Tuesday, April 21, 2015

Author Interview: Dr. John Yeoman of The Cunning Man


Looking for clever, fast-paced historical mysteries? Here you’ll discover seven ‘impossible’ crimes, locked room puzzles, passion and riddles galore. Enjoy these lusty crime stories set in Elizabethan England where a ‘cunning man’, Hippo Yeoman, must solve devilish cases to save his friends’ lives, or even his own.

This anthology of short historical mystery stories is a world ‘first’. It’s not only a joy to read in its own right, but it’s also a ‘fictorial': a collection of crime thrillers packed with clever but unobtrusive tips that show you precisely how they were written, to help you write your own stories! They will appeal equally to avid readers of historical crime and students of creative writing who want to enhance their story or novel writing skills, in any genre.

Can you find the culprit before Hippo does? Challenge your own detective skills, enjoy a thundering good read in settings that are wholly authentic to 16th century London, and discover – while you read – how to write a great story!



1. What do the letters after your name stand for? MA Oxon, MA (Res), MPhil, PhD, FSRS.

Master of Arts, Oxford University; MA by Research; Master of Philosophy (a sort of mini-PhD), Doctor of Philosophy; Founder the Society for the Rehabilitation of the Semi-Colon. (All my qualifications, apart from the last one, are real.)

2. From where did the idea for 'fictorials' come?

I developed the ‘fictorial’ approach, plus an interest in historical fiction, in 2001 when I self-published Gardening Secrets That Time Forgot. It was a how-to gardening manual disguised as a novel. (Yes, it was very odd!) In every chapter I had my 15th century gardener stumble on a clever new gardening idea which the ‘editor’ solemnly explained in a footnote so the modern reader could use it in their own garden.

I sold the book through ads in gardening magazines and netted around $130,000. I knew I was onto something with the ‘fictorial’ approach but I lost interest in gardening and didn’t apply the idea to fiction again until this year, with The Cunning Man.

3. What is a witchcraft cabaret?

In my twenties, I chanced upon a professional witch (don't ask me how) who was touting his coven around night clubs. They'd re-enact a spooky witchcraft cabaret, very louche but low on authenticity, for just a few groats. I was newly down from Oxford, a would-be entrepreneur, so I hired the cellar of the Phoenix pub in Cavendish Square, London, and ran a classified ad in Time Out Magazine.
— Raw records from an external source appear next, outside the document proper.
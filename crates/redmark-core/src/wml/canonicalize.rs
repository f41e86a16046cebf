//! Extraction of comparison units (paragraphs, table rows) from a
//! WordprocessingML source, in document order: body first, then each
//! non-separator footnote, then each non-separator endnote.

use super::document::{find_body, Region, WmlSource};
use crate::error::Result;
use crate::hash::{sha1_hex_str, short_hash};
use crate::lcs::Hashable;
use crate::package::OpcPackage;
use crate::xml::namespaces::{mc, r, w};
use crate::xml::{builder, XmlData, XmlTree};
use indextree::NodeId;

#[derive(Debug, Clone, Copy, PartialEq, Eq)]
pub enum UnitKind {
    Paragraph,
    TableRow,
}

/// One comparison unit: a hash over the unit's canonical text plus the
/// subtree it came from.
#[derive(Clone)]
pub struct ComparisonUnit {
    pub hash: String,
    pub text: String,
    pub node: NodeId,
    pub region: Region,
    pub kind: UnitKind,
}

impl Hashable for ComparisonUnit {
    fn key(&self) -> &str {
        &self.hash
    }
}

impl ComparisonUnit {
    pub fn is_row(&self) -> bool {
        self.kind == UnitKind::TableRow
    }
}

/// Collects every comparison unit of the source. `package` is consulted to
/// resolve embedded image bytes for drawing identity hashing.
pub fn collect_units(source: &WmlSource, package: &OpcPackage) -> Result<Vec<ComparisonUnit>> {
    let mut units = Vec::new();

    let body = find_body(&source.doc)?;
    collect_block(
        &source.doc,
        body,
        &Region::Body,
        package,
        &source.main_uri,
        &mut units,
    );

    if let (Some(tree), Some(uri)) = (&source.footnotes, &source.footnotes_uri) {
        collect_notes(tree, uri, package, &w::footnote(), Region::Footnote, &mut units);
    }
    if let (Some(tree), Some(uri)) = (&source.endnotes, &source.endnotes_uri) {
        collect_notes(tree, uri, package, &w::endnote(), Region::Endnote, &mut units);
    }

    Ok(units)
}

fn collect_notes<F>(
    tree: &XmlTree,
    part_uri: &str,
    package: &OpcPackage,
    note_name: &crate::xml::QName,
    region_of: F,
    out: &mut Vec<ComparisonUnit>,
) where
    F: Fn(String) -> Region,
{
    let Some(root) = tree.root() else { return };
    for note in tree.find_children(root, note_name) {
        if matches!(
            tree.attr(note, &w::type_attr()),
            Some("separator") | Some("continuationSeparator")
        ) {
            continue;
        }
        let id = tree.attr(note, &w::id()).unwrap_or_default().to_string();
        collect_block(tree, note, &region_of(id), package, part_uri, out);
    }
}

fn collect_block(
    tree: &XmlTree,
    scope: NodeId,
    region: &Region,
    package: &OpcPackage,
    part_uri: &str,
    out: &mut Vec<ComparisonUnit>,
) {
    for child in tree.child_elements(scope) {
        let Some(name) = tree.name(child) else { continue };

        if name == &w::p() {
            let text = paragraph_text(tree, child, Some((package, part_uri)));
            out.push(ComparisonUnit {
                hash: sha1_hex_str(&text),
                text,
                node: child,
                region: region.clone(),
                kind: UnitKind::Paragraph,
            });
        } else if name == &w::tr() {
            let text = row_text(tree, child, Some((package, part_uri)));
            out.push(ComparisonUnit {
                hash: sha1_hex_str(&text),
                text,
                node: child,
                region: region.clone(),
                kind: UnitKind::TableRow,
            });
        } else if name == &mc::alternate_content() {
            // The source behavior prefers Fallback over Choice; preserved
            // for equivalence with existing outputs.
            let branch = tree
                .find_child(child, &mc::fallback())
                .or_else(|| tree.find_child(child, &mc::choice()));
            if let Some(branch) = branch {
                collect_block(tree, branch, region, package, part_uri, out);
            }
        } else if name == &w::sect_pr() || name == &w::txbx_content() {
            // Section properties carry no units; textbox paragraphs stay
            // with their anchoring drawing.
        } else {
            collect_block(tree, child, region, package, part_uri, out);
        }
    }
}

/// Canonical text of one paragraph. Text runs concatenate; tabs and
/// breaks normalize to whitespace; note references, drawings and legacy
/// pictures contribute structural tokens so they participate in word
/// alignment without exposing their XML.
pub fn paragraph_text(
    tree: &XmlTree,
    paragraph: NodeId,
    resolver: Option<(&OpcPackage, &str)>,
) -> String {
    let mut text = String::new();
    paragraph_text_into(tree, paragraph, resolver, &mut text);
    text
}

fn paragraph_text_into(
    tree: &XmlTree,
    node: NodeId,
    resolver: Option<(&OpcPackage, &str)>,
    out: &mut String,
) {
    for child in tree.children(node) {
        let Some(data) = tree.get(child) else { continue };
        let Some(name) = data.name() else { continue };

        if name.ns.as_deref() == Some(w::NS) {
            match name.local.as_str() {
                "t" | "instrText" => out.push_str(&tree.direct_text(child)),
                "delText" | "delInstrText" => {}
                "tab" => out.push('\t'),
                "br" | "cr" => out.push('\n'),
                "noBreakHyphen" => out.push('-'),
                "txbxContent" => {}
                "footnoteReference" => {
                    let id = tree.attr(child, &w::id()).unwrap_or_default();
                    out.push_str(&format!(" FOOTNOTE_REF_{id} "));
                }
                "endnoteReference" => {
                    let id = tree.attr(child, &w::id()).unwrap_or_default();
                    out.push_str(&format!(" ENDNOTE_REF_{id} "));
                }
                "drawing" => {
                    out.push_str(&format!(" DRAWING_{} ", embedded_identity(tree, child, resolver)));
                }
                "pict" => {
                    out.push_str(&format!(" PICT_{} ", embedded_identity(tree, child, resolver)));
                }
                _ => paragraph_text_into(tree, child, resolver, out),
            }
        } else {
            paragraph_text_into(tree, child, resolver, out);
        }
    }
}

/// Identity of an embedded drawing or picture: the hash of the referenced
/// image bytes when the relationship resolves, otherwise the hash of the
/// element's own XML.
fn embedded_identity(
    tree: &XmlTree,
    element: NodeId,
    resolver: Option<(&OpcPackage, &str)>,
) -> String {
    if let Some((package, part_uri)) = resolver {
        if let Some(r_id) = find_embed_reference(tree, element) {
            if let Ok(target) = package.resolve_relationship(part_uri, &r_id) {
                if let Some(bytes) = package.part(&target) {
                    return short_hash(bytes);
                }
            }
        }
    }
    match builder::serialize_fragment(tree, element) {
        Ok(xml) => short_hash(xml.as_bytes()),
        Err(_) => "unknown".to_string(),
    }
}

fn find_embed_reference(tree: &XmlTree, element: NodeId) -> Option<String> {
    for node in tree.descendants(element) {
        if let Some(XmlData::Element { attrs, .. }) = tree.get(node) {
            for attr in attrs {
                if attr.name.ns.as_deref() == Some(r::NS)
                    && matches!(attr.name.local.as_str(), "embed" | "id" | "link")
                {
                    return Some(attr.value.clone());
                }
            }
        }
    }
    None
}

/// Canonical text of one table row: the join of its cell texts, prefixed
/// with `TR:` so a row never collides with a paragraph of the same text.
pub fn row_text(tree: &XmlTree, row: NodeId, resolver: Option<(&OpcPackage, &str)>) -> String {
    let mut text = String::from("TR:");
    let cells = cell_texts(tree, row, resolver);
    text.push_str(&cells.join("|"));
    text
}

/// Per-cell canonical texts of a row, each cell joining its paragraph
/// texts with newlines.
pub fn cell_texts(
    tree: &XmlTree,
    row: NodeId,
    resolver: Option<(&OpcPackage, &str)>,
) -> Vec<String> {
    tree.find_children(row, &w::tc())
        .into_iter()
        .map(|tc| {
            tree.find_descendants(tc, &w::p())
                .into_iter()
                .map(|p| paragraph_text(tree, p, resolver))
                .collect::<Vec<_>>()
                .join("\n")
        })
        .collect()
}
Just two lines pulled in over 200 people. I was too busy at the door to see the show, alas, but at one point a naked girl ran through the lobby, howling. And I prayed it was part of the act.

4. One of the stories in The Cunning Man mentions him polishing glass containers with his beard?

Yes, the cover shows a youthful Hippo Yeoman with a short beard. He grew his beard down to his waist later to appear wise and attract bigger fees. Alas, it didn't work. In my stories, he is perennially poor.

5. Are the books in which Hippo appears a series of sorts?

Yes. I have four Hippo books up at Amazon: Fear Of Evil, Dream Of Darkness, an anthology The Cunning Man and a single long story The Hog Lane Murders.

6. If you could live at any time throughout history, when would it be and why?

It would have to be today, because medical science was almost non-existent before the 20th century. (Up until the 19th century, as many as 10% of people died from tooth infections. If you lived in London, you were unlikely to survive beyond your 40th year.) But if I had to choose an historic era, it would be Dr Johnson's London. Ale, ribaldry and coffee house gossip had their heyday. It was my kind of place.

7. If you could invite any writer from history to your house for supper, who would it be and what would be on the menu?

Dr Samuel Johnson. The menu would consist of a large bowl of punch and Johnson's irritating scribe, Boswell, would be locked away in the outhouse.

8. Do you ever speak at children's schools and what do (or would) you say?

No, I don't, but if I did I'd say: write for fun. And don't let anyone ever tell you that your stories are no good. After all, what do they know?

9. What is a morris dance?

This is a traditional English entertainment - still performed at pubs - in which a group of half-drunken men (and occasionally women) leap about very dangerously waving sticks, swords and handkerchiefs, to the sound of fiddles, drums and concertinas. The name goes back to the 15th century and is supposedly derived from 'Moorish dance', although it may have originated in Cornwall. Tourists visiting an English pub are strongly discouraged from taking part as their travel insurance does not cover the inevitable accidents.

10. What place in the world have you never visited, but would most like to?

Sybil's Club in Paris in 1893. It was the haunt of princes and poets, rogues and millionaires (but I repeat myself). It is the venue for my next novels in which Hippo's great grandson, much removed, is hired to discover who murdered the city's literary agents. He accepts the contract for one reason only: so he can shake the killer's hand.


Thank you, Dr. Yeoman for giving my readers a little more insight into your life and works!